Capt. Smith recommended two books that are good for leaders:
Lead by example:
  •  Listen aggressively – Don’t jump to solving the problem.  Let the person finish talking. Learn to under-react to bad news.
  • Be decisive & consistent – People like predictability.  Be active, don’t wait to react. Take a deterministic approach.  Never shy away from your core competencies.
  • Take calculated risks – If there is a problem, enlarge it by bringing in more people to work on the solution.  Invite the usual suspects, but bring in someone different who may have a different perspective.  Think ahead.  Someone in your organization needs to be looking 6-12 months down the road.
  • Do your best – Set high standards.  Sprout where you are planted.
  • Honesty, Integrity, Trust – Honor above self.  Only I can surrender my integrity.  No one can take it from me.
Build a Team:
  • A leader must make employees…
  • Feel respected and useful – make the rounds, visit out-of-sight areas.  Connect what people do to the mission.  Take care of the staff.  How do my decisions impact the team?  Don’t confuse motion with action.  Find what people do well and help them succeed.  Then build on that success by helping them in areas that are not their strengths.
  • Exercise ownership – don’t walk past a problem.  Be responsible for your space and people.  Visit the staff.
  • Value “Team Wins” – accomplishing the mission is what is important.  Think the ship first, then shipmates, and then self.  Establish a process whereby the leader can leave and the organization will continue.  Promote and encourage those who support the team.
  • Create a Climate of Trust – read The Speed of Trust.  Build up people in public.  Give people rubber balls and as they learn to handle more, give them a glass ball to work with.

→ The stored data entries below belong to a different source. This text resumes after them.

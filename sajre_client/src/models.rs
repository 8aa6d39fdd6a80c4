use chrono::{DateTime, Utc};
use serde::{de, Deserialize, Deserializer, Serialize};
use serde_json::{Map, Value};
use std::fmt;

/// Position in the onboarding hierarchy admin -> vendor -> mentor -> student.
///
/// Students are stored as `"user"` (the referral prefix table and the
/// persisted entities use that name) but `"student"` is accepted on input.
#[derive(Debug, Clone, Copy, PartialEq, Eq, Hash, Serialize)]
#[serde(rename_all = "lowercase")]
pub enum Role {
    Admin,
    Vendor,
    Mentor,
    #[serde(rename = "user")]
    Student,
}

/// Case-insensitive, same names as [`Role::parse`].
impl<'de> Deserialize<'de> for Role {
    fn deserialize<D: Deserializer<'de>>(deserializer: D) -> Result<Self, D::Error> {
        let raw = String::deserialize(deserializer)?;
        Role::parse(&raw).ok_or_else(|| {
            de::Error::unknown_variant(&raw, &["admin", "vendor", "mentor", "user", "student"])
        })
    }
}

/// Roles the client has no page for are treated as students, who land on the
/// course list.
fn role_or_student<'de, D: Deserializer<'de>>(deserializer: D) -> Result<Role, D::Error> {
    let raw = String::deserialize(deserializer)?;
    Ok(Role::parse(&raw).unwrap_or_else(|| {
        tracing::warn!(role = %raw, "unknown role, treating as student");
        Role::Student
    }))
}

impl Role {
    pub const ALL: [Role; 4] = [Role::Admin, Role::Vendor, Role::Mentor, Role::Student];

    /// Wire name used in storage and referral prefixes.
    pub fn as_str(&self) -> &'static str {
        match self {
            Role::Admin => "admin",
            Role::Vendor => "vendor",
            Role::Mentor => "mentor",
            Role::Student => "user",
        }
    }

    /// Human label, used in access-denied messages.
    pub fn label(&self) -> &'static str {
        match self {
            Role::Admin => "Admin",
            Role::Vendor => "Vendor",
            Role::Mentor => "Mentor",
            Role::Student => "Student",
        }
    }

    /// The role allowed to create this one.
    pub fn parent(&self) -> Option<Role> {
        match self {
            Role::Admin => None,
            Role::Vendor => Some(Role::Admin),
            Role::Mentor => Some(Role::Vendor),
            Role::Student => Some(Role::Mentor),
        }
    }

    pub fn child(&self) -> Option<Role> {
        match self {
            Role::Admin => Some(Role::Vendor),
            Role::Vendor => Some(Role::Mentor),
            Role::Mentor => Some(Role::Student),
            Role::Student => None,
        }
    }

    pub fn parse(value: &str) -> Option<Role> {
        match value.trim().to_lowercase().as_str() {
            "admin" => Some(Role::Admin),
            "vendor" => Some(Role::Vendor),
            "mentor" => Some(Role::Mentor),
            "user" | "student" => Some(Role::Student),
            _ => None,
        }
    }
}

impl fmt::Display for Role {
    fn fmt(&self, f: &mut fmt::Formatter<'_>) -> fmt::Result {
        f.write_str(self.as_str())
    }
}

/// A reference the backend may or may not have populated.
#[derive(Debug, Clone, PartialEq, Serialize, Deserialize)]
#[serde(untagged)]
pub enum Linked<T> {
    Populated(T),
    Id(String),
}

impl<T> Linked<T> {
    pub fn populated(&self) -> Option<&T> {
        match self {
            Linked::Populated(inner) => Some(inner),
            Linked::Id(_) => None,
        }
    }
}

#[derive(Debug, Clone, Default, PartialEq, Serialize, Deserialize)]
#[serde(rename_all = "camelCase", default)]
pub struct UserRef {
    #[serde(rename = "_id", skip_serializing_if = "Option::is_none")]
    pub id: Option<String>,
    pub name: String,
    pub email: String,
    pub is_active: bool,
}

fn linked_user_field<'a>(user: &'a Option<Linked<UserRef>>, pick: fn(&UserRef) -> &str) -> Option<&'a str> {
    user.as_ref().and_then(Linked::populated).map(pick)
}

#[derive(Debug, Clone, Default, PartialEq, Serialize, Deserialize)]
#[serde(rename_all = "camelCase", default)]
pub struct VendorRecord {
    #[serde(rename = "_id")]
    pub id: String,
    pub user_id: Option<Linked<UserRef>>,
    pub company_name: String,
    pub description: String,
    pub mentor_count: u32,
    pub student_count: u32,
    pub created_at: Option<DateTime<Utc>>,
    #[serde(flatten)]
    pub extra: Map<String, Value>,
}

#[derive(Debug, Clone, Default, PartialEq, Serialize, Deserialize)]
#[serde(rename_all = "camelCase", default)]
pub struct MentorRecord {
    #[serde(rename = "_id")]
    pub id: String,
    pub user_id: Option<Linked<UserRef>>,
    pub specialization: String,
    pub student_count: u32,
    pub vendor_id: Option<Value>,
    pub created_at: Option<DateTime<Utc>>,
    #[serde(flatten)]
    pub extra: Map<String, Value>,
}

/// Mentor as nested inside a student record.
#[derive(Debug, Clone, Default, PartialEq, Serialize, Deserialize)]
#[serde(rename_all = "camelCase", default)]
pub struct MentorRef {
    #[serde(rename = "_id", skip_serializing_if = "Option::is_none")]
    pub id: Option<String>,
    pub user_id: Option<Linked<UserRef>>,
}

#[derive(Debug, Clone, Default, PartialEq, Serialize, Deserialize)]
#[serde(rename_all = "camelCase", default)]
pub struct StudentRecord {
    #[serde(rename = "_id")]
    pub id: String,
    pub user_id: Option<Linked<UserRef>>,
    pub mentor_id: Option<Linked<MentorRef>>,
    pub referral_code: Option<String>,
    pub is_enrolled: bool,
    pub created_at: Option<DateTime<Utc>>,
    #[serde(flatten)]
    pub extra: Map<String, Value>,
}

impl VendorRecord {
    pub fn name(&self) -> Option<&str> {
        linked_user_field(&self.user_id, |u| u.name.as_str())
    }

    pub fn email(&self) -> Option<&str> {
        linked_user_field(&self.user_id, |u| u.email.as_str())
    }
}

impl MentorRecord {
    pub fn name(&self) -> Option<&str> {
        linked_user_field(&self.user_id, |u| u.name.as_str())
    }

    pub fn email(&self) -> Option<&str> {
        linked_user_field(&self.user_id, |u| u.email.as_str())
    }

    pub fn is_active(&self) -> bool {
        self.user_id
            .as_ref()
            .and_then(Linked::populated)
            .map(|u| u.is_active)
            .unwrap_or(false)
    }
}

impl StudentRecord {
    pub fn name(&self) -> Option<&str> {
        linked_user_field(&self.user_id, |u| u.name.as_str())
    }

    pub fn email(&self) -> Option<&str> {
        linked_user_field(&self.user_id, |u| u.email.as_str())
    }

    pub fn mentor_name(&self) -> Option<&str> {
        self.mentor_id
            .as_ref()
            .and_then(Linked::populated)
            .and_then(|m| linked_user_field(&m.user_id, |u| u.name.as_str()))
    }

    /// "Enrolled" once paid, "Registered" before.
    pub fn status_label(&self) -> &'static str {
        if self.is_enrolled {
            "Enrolled"
        } else {
            "Registered"
        }
    }
}

#[derive(Debug, Clone, Default, PartialEq, Serialize, Deserialize)]
#[serde(rename_all = "camelCase", default)]
pub struct CourseRecord {
    #[serde(rename = "_id", skip_serializing_if = "Option::is_none")]
    pub id: Option<String>,
    pub title: String,
    pub description: String,
    pub category: String,
    pub level: String,
    pub duration: Option<u32>,
    pub price: Option<f64>,
    pub max_students: Option<u32>,
    pub start_date: Option<String>,
    pub end_date: Option<String>,
    pub vendor_id: Option<Value>,
    #[serde(flatten)]
    pub extra: Map<String, Value>,
}

/// Student as nested inside an enrollment.
#[derive(Debug, Clone, Default, PartialEq, Serialize, Deserialize)]
#[serde(rename_all = "camelCase", default)]
pub struct StudentRef {
    #[serde(rename = "_id", skip_serializing_if = "Option::is_none")]
    pub id: Option<String>,
    pub user_id: Option<Linked<UserRef>>,
}

#[derive(Debug, Clone, Default, PartialEq, Serialize, Deserialize)]
#[serde(rename_all = "camelCase", default)]
pub struct CourseRef {
    #[serde(rename = "_id", skip_serializing_if = "Option::is_none")]
    pub id: Option<String>,
    pub title: String,
}

#[derive(Debug, Clone, Default, PartialEq, Serialize, Deserialize)]
#[serde(rename_all = "camelCase", default)]
pub struct EnrollmentRecord {
    #[serde(rename = "_id")]
    pub id: String,
    pub student_id: Option<Linked<StudentRef>>,
    pub course_id: Option<Linked<CourseRef>>,
    pub mentor_id: Option<Value>,
    pub vendor_id: Option<Value>,
    pub price_paid: Option<f64>,
    pub enrolled_at: Option<DateTime<Utc>>,
    #[serde(flatten)]
    pub extra: Map<String, Value>,
}

impl EnrollmentRecord {
    pub fn student_name(&self) -> Option<&str> {
        self.student_id
            .as_ref()
            .and_then(Linked::populated)
            .and_then(|s| linked_user_field(&s.user_id, |u| u.name.as_str()))
    }

    pub fn course_title(&self) -> Option<&str> {
        self.course_id
            .as_ref()
            .and_then(Linked::populated)
            .map(|c| c.title.as_str())
    }
}

#[derive(Debug, Clone, Default, PartialEq, Serialize, Deserialize)]
#[serde(rename_all = "camelCase", default)]
pub struct ReferralCodeRecord {
    #[serde(rename = "_id")]
    pub id: String,
    pub code: String,
    pub description: Option<String>,
    pub is_active: bool,
    pub used_count: u32,
    pub created_at: Option<DateTime<Utc>>,
}

/// `{success, message, data}` wrapper most endpoints answer with.
#[derive(Debug, Clone, Serialize, Deserialize)]
pub struct Envelope<T> {
    #[serde(default)]
    pub success: bool,
    #[serde(default)]
    pub message: Option<String>,
    pub data: Option<T>,
}

impl<T> Envelope<T> {
    /// `data`, or an empty default when the backend left it out.
    pub fn into_data(self) -> T
    where
        T: Default,
    {
        self.data.unwrap_or_default()
    }
}

#[derive(Debug, Clone, Default, PartialEq, Serialize, Deserialize)]
#[serde(rename_all = "camelCase", default)]
pub struct UserStats {
    pub courses_completed: u32,
    pub total_hours: u32,
    pub certificates: u32,
    pub current_streak: u32,
}

/// The signed-in user as returned by the login endpoints and persisted
/// under the `user` storage key.
#[derive(Debug, Clone, PartialEq, Serialize, Deserialize)]
#[serde(rename_all = "camelCase")]
pub struct SessionUser {
    #[serde(default, alias = "_id", skip_serializing_if = "Option::is_none")]
    pub id: Option<String>,
    #[serde(default)]
    pub name: String,
    #[serde(default)]
    pub email: String,
    #[serde(deserialize_with = "role_or_student")]
    pub role: Role,
    #[serde(default, skip_serializing_if = "Option::is_none")]
    pub is_enrolled: Option<bool>,
    #[serde(default, skip_serializing_if = "Option::is_none")]
    pub stats: Option<UserStats>,
    #[serde(flatten)]
    pub extra: Map<String, Value>,
}

#[derive(Debug, Clone, Deserialize)]
pub struct LoginResponse {
    pub token: String,
    pub user: SessionUser,
}

#[derive(Debug, Clone, Deserialize)]
pub struct AdminLoginResponse {
    pub token: String,
    pub data: SessionUser,
}

#[derive(Debug, Clone, Default, Deserialize)]
#[serde(rename_all = "camelCase", default)]
pub struct VendorKey {
    pub vendor_key: String,
}

#[derive(Debug, Clone, Default, Deserialize)]
#[serde(rename_all = "camelCase", default)]
pub struct MentorKey {
    pub mentor_key: String,
}

#[derive(Debug, Clone, Default, Deserialize)]
#[serde(default)]
pub struct IssuedCode {
    pub code: String,
}

/// Feed entry shown on dashboards.
#[derive(Debug, Clone, Default, PartialEq, Serialize, Deserialize)]
#[serde(default)]
pub struct Activity {
    #[serde(rename = "type")]
    pub kind: String,
    pub title: String,
    pub description: String,
    pub time: String,
}

impl Activity {
    pub fn new(kind: &str, title: &str, description: &str, time: &str) -> Self {
        Self {
            kind: kind.to_string(),
            title: title.to_string(),
            description: description.to_string(),
            time: time.to_string(),
        }
    }
}

#[cfg(test)]
mod tests {
    use super::*;
    use serde_json::json;

    #[test]
    fn role_accepts_student_alias_and_writes_user() {
        let role: Role = serde_json::from_value(json!("student")).unwrap();
        assert_eq!(role, Role::Student);
        assert_eq!(serde_json::to_value(role).unwrap(), json!("user"));
    }

    #[test]
    fn role_names_are_case_insensitive() {
        let role: Role = serde_json::from_value(json!("Mentor")).unwrap();
        assert_eq!(role, Role::Mentor);
        assert!(serde_json::from_value::<Role>(json!("janitor")).is_err());
    }

    #[test]
    fn session_user_with_unknown_role_is_a_student() {
        let user: SessionUser =
            serde_json::from_value(json!({ "name": "Kim", "email": "kim@x.io", "role": "instructor" })).unwrap();
        assert_eq!(user.role, Role::Student);
    }

    #[derive(Debug, Deserialize, PartialEq)]
    struct Receipt {
        id: u32,
    }

    #[test]
    fn envelope_data_needs_no_default() {
        let empty: Envelope<Receipt> = serde_json::from_value(json!({ "success": true })).unwrap();
        assert!(empty.success);
        assert_eq!(empty.data, None);

        let full: Envelope<Receipt> = serde_json::from_value(json!({ "success": true, "data": { "id": 7 } })).unwrap();
        assert_eq!(full.data, Some(Receipt { id: 7 }));
    }

    #[test]
    fn hierarchy_is_a_chain() {
        assert_eq!(Role::Admin.parent(), None);
        assert_eq!(Role::Student.parent(), Some(Role::Mentor));
        assert_eq!(Role::Mentor.child(), Some(Role::Student));
        assert_eq!(Role::Student.child(), None);
    }

    #[test]
    fn student_record_reads_populated_and_bare_links() {
        let populated: StudentRecord = serde_json::from_value(json!({
            "_id": "s1",
            "userId": { "_id": "u1", "name": "Asha", "email": "asha@x.io" },
            "mentorId": { "userId": { "name": "Ravi" } },
            "isEnrolled": true,
            "createdAt": "2024-05-01T10:00:00Z"
        }))
        .unwrap();
        assert_eq!(populated.name(), Some("Asha"));
        assert_eq!(populated.mentor_name(), Some("Ravi"));
        assert_eq!(populated.status_label(), "Enrolled");

        let bare: StudentRecord = serde_json::from_value(json!({
            "_id": "s2",
            "userId": "u2",
            "mentorId": "m9"
        }))
        .unwrap();
        assert_eq!(bare.name(), None);
        assert_eq!(bare.mentor_name(), None);
        assert_eq!(bare.status_label(), "Registered");
    }

    #[test]
    fn records_keep_unknown_fields() {
        let vendor: VendorRecord = serde_json::from_value(json!({
            "_id": "v1",
            "companyName": "Acme",
            "website": "acme.io"
        }))
        .unwrap();
        assert_eq!(vendor.extra.get("website"), Some(&json!("acme.io")));
        let back = serde_json::to_value(&vendor).unwrap();
        assert_eq!(back["website"], json!("acme.io"));
        assert_eq!(back["companyName"], json!("Acme"));
    }
}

  • Improve Quality of life for your staff.  This isn’t always about greater pay or leave.  Give staff flexibility.  Let them telework or adjust their commute so they can get home and spend time with their families.  Problems happen – just don’t keep secrets.
 
Build a Game Plan: Look for efficiencies.
  •  Plan with key players… teach everyone else
  • Communicate Purpose & Meaning – Have standards.  Teach it, train it, enforce it!  Manage expectations.  Put out the full calendar – let everyone see what is coming down the pike.
  • Organize before you try to accelerate…if not, you lose field position.  Keep people informed.  Staff will respect a tough call if it is well planned.  They can see through a bad plan.
  • Execute, execute, execute
Sustainment:
  • Ask questions, stay informed – engaged leaders know what is going on.  By mentoring you can support what the staff is doing.
  • Be observant of key indicators –create the trend lines, don’t just react to poor ones.  Notice when things don’t go wrong.  Notice when the glass is half full.  Indications that things are working as expected.  Self-assessment – have a department assessment plan too.
  • Teach the next generation – put good people on the watch bill training reliefs.  Are people getting the right training?
Challenges:
  • Looking Down -- Shortfalls in how leaders interact with subordinates
  • Looking Up -- Shortfalls in how leaders interact with superiors
  • Looking Across -- Shortfalls in how leaders interact across the organization
  • Looking Within -- Shortfalls in personal moral and ethical behaviors
This talk was co-sponsored by the SLA Leadership and Managemet Division and the Military Libraries Division.